*** Block opens ***
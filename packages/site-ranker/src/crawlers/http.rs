//! HTTP fetcher backed by reqwest.

use async_trait::async_trait;
use std::time::Duration;
use tracing::debug;

use crate::error::{CrawlError, CrawlResult};
use crate::traits::fetcher::Fetcher;
use crate::types::{config::RankConfig, page::FetchedPage};

/// GET-only fetcher with a bounded timeout and redirect limit.
///
/// # Example
///
/// ```rust,ignore
/// use site_ranker::{HttpFetcher, RankConfig};
///
/// let fetcher = HttpFetcher::from_config(&RankConfig::default())?;
/// let page = fetcher.fetch("https://example.com").await?;
/// ```
#[derive(Clone)]
pub struct HttpFetcher {
    client: reqwest::Client,
    timeout: Duration,
}

impl HttpFetcher {
    /// Create a fetcher with default settings (5s timeout, 10 redirects).
    pub fn new() -> CrawlResult<Self> {
        Self::from_config(&RankConfig::default())
    }

    /// Create a fetcher from a ranking config.
    pub fn from_config(config: &RankConfig) -> CrawlResult<Self> {
        let mut headers = reqwest::header::HeaderMap::new();
        headers.insert(
            reqwest::header::ACCEPT,
            reqwest::header::HeaderValue::from_static(
                "text/html,application/xhtml+xml,application/xml;q=0.9,*/*;q=0.8",
            ),
        );

        let client = reqwest::Client::builder()
            .timeout(config.request_timeout())
            .user_agent(config.user_agent.as_str())
            .default_headers(headers)
            .redirect(reqwest::redirect::Policy::limited(config.max_redirects))
            .build()
            .map_err(|e| CrawlError::Http(Box::new(e)))?;

        Ok(Self {
            client,
            timeout: config.request_timeout(),
        })
    }

    /// Configured request timeout.
    pub fn timeout(&self) -> Duration {
        self.timeout
    }
}

fn map_request_error(url: &str, error: reqwest::Error) -> CrawlError {
    if error.is_timeout() {
        CrawlError::Timeout {
            url: url.to_string(),
        }
    } else if error.is_builder() {
        CrawlError::InvalidUrl {
            url: url.to_string(),
        }
    } else {
        CrawlError::Http(Box::new(error))
    }
}

#[async_trait]
impl Fetcher for HttpFetcher {
    async fn fetch(&self, url: &str) -> CrawlResult<FetchedPage> {
        debug!(url = %url, "HTTP fetch starting");

        let response = self
            .client
            .get(url)
            .send()
            .await
            .map_err(|e| map_request_error(url, e))?;

        let status = response.status();
        if !status.is_success() {
            return Err(CrawlError::Status {
                url: url.to_string(),
                status: status.as_u16(),
            });
        }

        // Capture final URL after redirects
        let final_url = response.url().to_string();

        let content_type = response
            .headers()
            .get(reqwest::header::CONTENT_TYPE)
            .and_then(|v| v.to_str().ok())
            .map(|s| s.to_string());

        let body = response
            .text()
            .await
            .map_err(|e| map_request_error(url, e))?;

        debug!(url = %url, final_url = %final_url, bytes = body.len(), "HTTP fetch complete");

        Ok(FetchedPage {
            url: url.to_string(),
            final_url,
            status: status.as_u16(),
            content_type,
            body,
        })
    }

    fn name(&self) -> &str {
        "http"
    }
}
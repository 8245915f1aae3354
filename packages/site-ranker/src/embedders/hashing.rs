//! Deterministic feature-hashing embedder.
//!
//! Each lowercased alphanumeric token is hashed with SHA-256 into one of
//! `dimension` buckets with a hash-derived sign, and the vector is
//! L2-normalised. Texts sharing vocabulary land close together; identical
//! texts produce identical vectors. No model download, no network.

use async_trait::async_trait;
use sha2::{Digest, Sha256};

use crate::error::EmbedResult;
use crate::traits::embedder::Embedder;

/// Default vector size, matching small sentence-transformer models.
pub const DEFAULT_DIMENSION: usize = 384;

/// Local embedder based on the hashing trick.
#[derive(Debug, Clone)]
pub struct HashingEmbedder {
    dimension: usize,
}

impl Default for HashingEmbedder {
    fn default() -> Self {
        Self::new()
    }
}

impl HashingEmbedder {
    pub fn new() -> Self {
        Self {
            dimension: DEFAULT_DIMENSION,
        }
    }

    /// Set the vector dimension (at least 1).
    pub fn with_dimension(mut self, dimension: usize) -> Self {
        self.dimension = dimension.max(1);
        self
    }

    pub fn dimension(&self) -> usize {
        self.dimension
    }

    /// Compute the vector synchronously.
    pub fn vector(&self, text: &str) -> Vec<f32> {
        let mut vector = vec![0.0f32; self.dimension];

        for token in tokens(text) {
            let hash = Sha256::digest(token.as_bytes());
            let mut bucket = [0u8; 8];
            bucket.copy_from_slice(&hash[..8]);
            let idx = (u64::from_le_bytes(bucket) % self.dimension as u64) as usize;
            let sign = if hash[8] & 1 == 0 { 1.0 } else { -1.0 };
            vector[idx] += sign;
        }

        let norm = vector.iter().map(|x| x * x).sum::<f32>().sqrt();
        if norm > 0.0 {
            for x in &mut vector {
                *x /= norm;
            }
        }
        vector
    }
}

fn tokens(text: &str) -> impl Iterator<Item = String> + '_ {
    text.split(|c: char| !c.is_alphanumeric())
        .filter(|t| !t.is_empty())
        .map(|t| t.to_lowercase())
}

#[async_trait]
impl Embedder for HashingEmbedder {
    async fn embed(&self, text: &str) -> EmbedResult<Vec<f32>> {
        Ok(self.vector(text))
    }

    fn name(&self) -> &str {
        "hashing"
    }
}

#[cfg(test)]
mod tests {
    use super::*;
    use crate::scoring::cosine_similarity;

    #[test]
    fn test_deterministic_and_normalised() {
        let embedder = HashingEmbedder::new();
        let a = embedder.vector("Exclusive watches for men");
        let b = embedder.vector("Exclusive watches for men");

        assert_eq!(a, b);
        assert_eq!(a.len(), DEFAULT_DIMENSION);
        let norm = a.iter().map(|x| x * x).sum::<f32>().sqrt();
        assert!((norm - 1.0).abs() < 1e-5);
    }

    #[test]
    fn test_case_and_punctuation_insensitive() {
        let embedder = HashingEmbedder::new();
        let a = embedder.vector("Luxury watches, men 35+");
        let b = embedder.vector("luxury WATCHES men 35");
        assert!((cosine_similarity(&a, &b) - 1.0).abs() < 1e-5);
    }

    #[test]
    fn test_empty_text_is_zero_vector() {
        let embedder = HashingEmbedder::new().with_dimension(8);
        assert_eq!(embedder.vector("  ...  "), vec![0.0; 8]);
    }

    #[tokio::test]
    async fn test_embed_batch_matches_embed() {
        let embedder = HashingEmbedder::new().with_dimension(64);
        let batch = embedder.embed_batch(&["one", "two"]).await.unwrap();
        assert_eq!(batch[1], embedder.embed("two").await.unwrap());
    }
}
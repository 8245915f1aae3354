//! Configuration types for crawling and ranking.

use serde::{Deserialize, Serialize};
use std::time::Duration;

/// Configuration for one ranking run.
#[derive(Debug, Clone, Serialize, Deserialize)]
pub struct RankConfig {
    /// Maximum candidate links kept per domain.
    ///
    /// Default: 30.
    #[serde(default = "default_max_links")]
    pub max_links: usize,

    /// Maximum extracted text length, in characters.
    ///
    /// Default: 3000.
    #[serde(default = "default_max_text_chars")]
    pub max_text_chars: usize,

    /// Per-request timeout in milliseconds.
    #[serde(default = "default_request_timeout_ms")]
    pub request_timeout_ms: u64,

    /// Minimum spacing between two requests to the same host, in milliseconds.
    ///
    /// Zero disables host rate limiting.
    #[serde(default = "default_host_delay_ms")]
    pub host_delay_ms: u64,

    /// Maximum number of redirects to follow.
    #[serde(default = "default_max_redirects")]
    pub max_redirects: usize,

    /// User agent string.
    #[serde(default = "default_user_agent")]
    pub user_agent: String,

    /// Number of domains evaluated at once (1 = sequential).
    #[serde(default = "default_domain_concurrency")]
    pub domain_concurrency: usize,
}

fn default_max_links() -> usize {
    30
}

fn default_max_text_chars() -> usize {
    3000
}

fn default_request_timeout_ms() -> u64 {
    5_000
}

fn default_host_delay_ms() -> u64 {
    500
}

fn default_max_redirects() -> usize {
    10
}

fn default_user_agent() -> String {
    concat!("site-ranker/", env!("CARGO_PKG_VERSION")).to_string()
}

fn default_domain_concurrency() -> usize {
    1
}

impl Default for RankConfig {
    fn default() -> Self {
        Self {
            max_links: default_max_links(),
            max_text_chars: default_max_text_chars(),
            request_timeout_ms: default_request_timeout_ms(),
            host_delay_ms: default_host_delay_ms(),
            max_redirects: default_max_redirects(),
            user_agent: default_user_agent(),
            domain_concurrency: default_domain_concurrency(),
        }
    }
}

impl RankConfig {
    /// Create a new config with default values.
    pub fn new() -> Self {
        Self::default()
    }

    /// Set the candidate link cap.
    pub fn with_max_links(mut self, max_links: usize) -> Self {
        self.max_links = max_links;
        self
    }

    /// Set the extracted text cap.
    pub fn with_max_text_chars(mut self, max_text_chars: usize) -> Self {
        self.max_text_chars = max_text_chars;
        self
    }

    /// Set the request timeout.
    pub fn with_request_timeout(mut self, timeout: Duration) -> Self {
        self.request_timeout_ms = timeout.as_millis() as u64;
        self
    }

    /// Set the per-host spacing.
    pub fn with_host_delay(mut self, delay: Duration) -> Self {
        self.host_delay_ms = delay.as_millis() as u64;
        self
    }

    /// Set the user agent.
    pub fn with_user_agent(mut self, user_agent: impl Into<String>) -> Self {
        self.user_agent = user_agent.into();
        self
    }

    /// Set how many domains run concurrently. Values below 1 are clamped.
    pub fn with_domain_concurrency(mut self, concurrency: usize) -> Self {
        self.domain_concurrency = concurrency.max(1);
        self
    }

    /// Request timeout as a `Duration`.
    pub fn request_timeout(&self) -> Duration {
        Duration::from_millis(self.request_timeout_ms)
    }

    /// Host spacing as a `Duration`.
    pub fn host_delay(&self) -> Duration {
        Duration::from_millis(self.host_delay_ms)
    }
}
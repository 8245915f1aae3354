//! Process-wide embedding model.
//!
//! Models are expensive to initialise and cheap to invoke, so one instance is
//! created on first use and reused until the process exits. Concurrent first
//! callers wait on the same initialisation.

use std::future::Future;
use std::sync::Arc;
use tokio::sync::OnceCell;
use tracing::info;

use crate::error::{EmbedError, EmbedResult};
use crate::traits::embedder::Embedder;

static SHARED_EMBEDDER: OnceCell<Arc<dyn Embedder>> = OnceCell::const_new();

/// Get the shared embedder, running `init` only if none exists yet.
///
/// A failed `init` leaves the cell empty so a later call may retry.
pub async fn shared_embedder<F, Fut>(init: F) -> EmbedResult<Arc<dyn Embedder>>
where
    F: FnOnce() -> Fut,
    Fut: Future<Output = EmbedResult<Arc<dyn Embedder>>>,
{
    SHARED_EMBEDDER
        .get_or_try_init(|| async {
            let embedder = init().await?;
            info!(embedder = embedder.name(), "Embedding model initialised");
            Ok::<_, EmbedError>(embedder)
        })
        .await
        .cloned()
}

/// The shared embedder, if it has been initialised.
pub fn try_shared_embedder() -> Option<Arc<dyn Embedder>> {
    SHARED_EMBEDDER.get().cloned()
}
//! Embedder trait for text-to-vector models.
//!
//! The model is opaque to the pipeline: identical input text must produce
//! an identical vector, and every vector from one embedder has the same
//! dimension.

use async_trait::async_trait;
use std::sync::Arc;

use crate::error::EmbedResult;

/// Embedding model abstraction.
#[async_trait]
pub trait Embedder: Send + Sync {
    /// Generate an embedding for text.
    async fn embed(&self, text: &str) -> EmbedResult<Vec<f32>>;

    /// Generate embeddings for multiple texts (batch operation).
    async fn embed_batch(&self, texts: &[&str]) -> EmbedResult<Vec<Vec<f32>>> {
        // Default implementation calls embed sequentially
        let mut results = Vec::with_capacity(texts.len());
        for text in texts {
            results.push(self.embed(text).await?);
        }
        Ok(results)
    }

    /// Name of this embedder (for logging).
    fn name(&self) -> &str;
}

#[async_trait]
impl<T: Embedder + ?Sized> Embedder for Arc<T> {
    async fn embed(&self, text: &str) -> EmbedResult<Vec<f32>> {
        (**self).embed(text).await
    }

    async fn embed_batch(&self, texts: &[&str]) -> EmbedResult<Vec<Vec<f32>>> {
        (**self).embed_batch(texts).await
    }

    fn name(&self) -> &str {
        (**self).name()
    }
}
*** Block closes ***
Instructions to follow. Among the lines above, return those that hold the word "crate".

Output below.
use crate::error::{CrawlError, CrawlResult};
use crate::traits::fetcher::Fetcher;
use crate::types::{config::RankConfig, page::FetchedPage};
use crate::error::EmbedResult;
use crate::traits::embedder::Embedder;
    use crate::scoring::cosine_similarity;
use crate::error::{EmbedError, EmbedResult};
use crate::traits::embedder::Embedder;
use crate::error::EmbedResult;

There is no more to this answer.